---------- Excerpted records

//! Type definitions for upstream requests and responses

pub mod clip;
pub mod persona;
pub mod request;
pub mod serde_helpers;

pub use clip::{
    AlignedLyricsResponse, AlignedWord, AudioInfo, BillingInfoResponse, CaptchaCheckResponse,
    ClipInfo, ClipMetadata, ClipStatus, ClipsResponse, CreditsInfo, StemKind, StemWav, VoxStem,
    VoxStemResponse, WavFileResponse, WavResult,
};
pub use persona::{
    PersonaDetailResponse, PersonaInfo, PersonaListResponse, PersonaPage, PersonaRecord,
    PersonaResponse,
};
pub use request::{
    CreatePersonaPayload, CreatePersonaRequest, CustomGenerateRequest, ExtendRequest,
    GenerationType, GeneratePayload, GenerationMetadata, PersonaGeneratePayload, StemPayload,
};
//! The generation protocol: submission, polling, stems, WAV, personas

use std::sync::Arc;
use std::time::Instant;

use base64::Engine as _;
use base64::engine::general_purpose::STANDARD as BASE64;
use reqwest::Method;
use reqwest::header::{HeaderMap, HeaderValue};
use tracing::{debug, info, warn};

use crate::browser::GenerationTokenProvider;
use crate::config::settings::DEFAULT_MODEL;
use crate::config::Settings;
use crate::error::{Error, Result};
use crate::session::SessionManager;
use crate::types::{
    AlignedLyricsResponse, AlignedWord, AudioInfo, BillingInfoResponse, CaptchaCheckResponse,
    ClipInfo, ClipStatus, ClipsResponse, CreatePersonaPayload, CreatePersonaRequest, CreditsInfo,
    CustomGenerateRequest, ExtendRequest, GeneratePayload, GenerationMetadata, GenerationType,
    PersonaDetailResponse, PersonaGeneratePayload, PersonaInfo, PersonaListResponse, PersonaPage,
    PersonaRecord, PersonaResponse, StemKind, StemPayload, StemWav, VoxStem, VoxStemResponse,
    WavFileResponse, WavResult,
};
use crate::utils::sleep_secs_between;

/// Internal description of one submission; every public generation
/// operation reduces to this.
struct Submission {
    prompt: String,
    is_custom: bool,
    tags: Option<String>,
    title: Option<String>,
    negative_tags: Option<String>,
    make_instrumental: bool,
    model: Option<String>,
    wait: bool,
    task: Option<String>,
    continue_clip_id: Option<String>,
    continue_at: Option<f64>,
    persona_id: Option<String>,
    artist_clip_id: Option<String>,
}

/// One fully-initialized client for one credential set.
///
/// Cached per serialized cookie string; a cache hit skips the session
/// bootstrap entirely.
pub struct SunoClient {
    settings: Arc<Settings>,
    session: SessionManager,
    token_provider: Arc<dyn GenerationTokenProvider>,
    cookie_key: String,
}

--------------------

▸ **Action item**: Copy each line of the data above that holds "Option".

▸ **Written solution**:
    tags: Option<String>,
    title: Option<String>,
    negative_tags: Option<String>,
    model: Option<String>,
    task: Option<String>,
    continue_clip_id: Option<String>,
    continue_at: Option<f64>,
    persona_id: Option<String>,
    artist_clip_id: Option<String>,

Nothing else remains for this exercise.